Washington

Bioweapons experts convene in Geneva, Switzerland, this week for fresh talks on the Biological Weapons Convention (BWC), the international treaty that seeks to counter the proliferation of such weapons.

But while the United States and some of its allies will use the occasion to exhort other nations to enact stronger biosecurity laws — as called for by the treaty — their calls are likely to fall on deaf ears.

The United States and supporters such as Britain hope to use the meeting to convince other nations to enact strict pathogen-monitoring regimes and to draw up penalties for those who defy them. “We're convinced that the best way to approach these issues of pathogen security is at the national level,” says Greg Stewart, a microbiologist seconded from the State University of West Georgia to the state department, and a US delegate to the talks.

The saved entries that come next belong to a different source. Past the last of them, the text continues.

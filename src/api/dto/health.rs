//! DTOs for health check endpoint.

use serde::Serialize;

/// Health check response with component status.
#[derive(Debug, Serialize)]
pub struct HealthResponse {
    pub status: String,
    pub version: String,
    pub checks: HealthChecks,
}

/// Health status for each system component.
#[derive(Debug, Serialize)]
pub struct HealthChecks {
    pub registry: CheckStatus,
    pub log_queue: CheckStatus,
}

/// Individual component health status.
#[derive(Debug, Serialize)]
pub struct CheckStatus {
    pub status: String,

    #[serde(skip_serializing_if = "Option::is_none")]
    pub message: Option<String>,
}

impl CheckStatus {
    pub fn ok(message: impl Into<String>) -> Self {
        Self {
            status: "ok".to_string(),
            message: Some(message.into()),
        }
    }

    pub fn error(message: impl Into<String>) -> Self {
        Self {
            status: "error".to_string(),
            message: Some(message.into()),
        }
    }

    pub fn is_ok(&self) -> bool {
        self.status == "ok"
    }
}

Britain is keen that the talks are seen to produce results, meeting participants say, to demonstrate that international agreements are still relevant to global security issues. The meeting was arranged two years ago to prevent the BWC from collapsing after the United States opposed provisions to make the treaty binding on its signatory nations (see Nature 414, 675; 2001). But some observers say that the best they are hoping for from this week's meeting is that no fresh public recriminations will break out.

The talks are the first of three annual 'experts meetings', each to be followed by political summits, before the next major negotiations on the convention in 2006. Delegates from most of the 146 signatories to the convention, and observers from non-governmental organizations, are due to discuss penalties for nations that violate the treaty, as well as biosecurity regulations. But with the treaty itself in limbo, the United States wants to use the meeting to build pressure for biological-weapons-control measures that fall outside the scope of the convention.

Non-governmental organizations plan to use the forum to raise other issues related to arms control. Some are calling for tighter export controls and codes of conduct for governments. “We are entering a biological arms race, and European governments should be doing much more than spending two weeks in Geneva avoiding conflict,” says Jan van Aken of the Sunshine Project, a non-profit group based in Hamburg, Germany.

Others, such as Barbara Hatch Rosenberg of the Washington-based Federation of American Scientists, want the United Nations to reconstitute its weapons-inspections group as a permanent body that can be called on at a moment's notice. “In the past the inspections took too long to get started,” she says.

A few participants hold out hope that the meeting will lend impetus to the revival of the BWC. But most think that such progress must await a change of administration in the United States. “It's not going to happen under this administration, but these talks have been going on since the 1960s and the issue is not going to go away,” says Marie Chevrier, a political scientist at the University of Texas at Dallas who works with the Federation of American Scientists.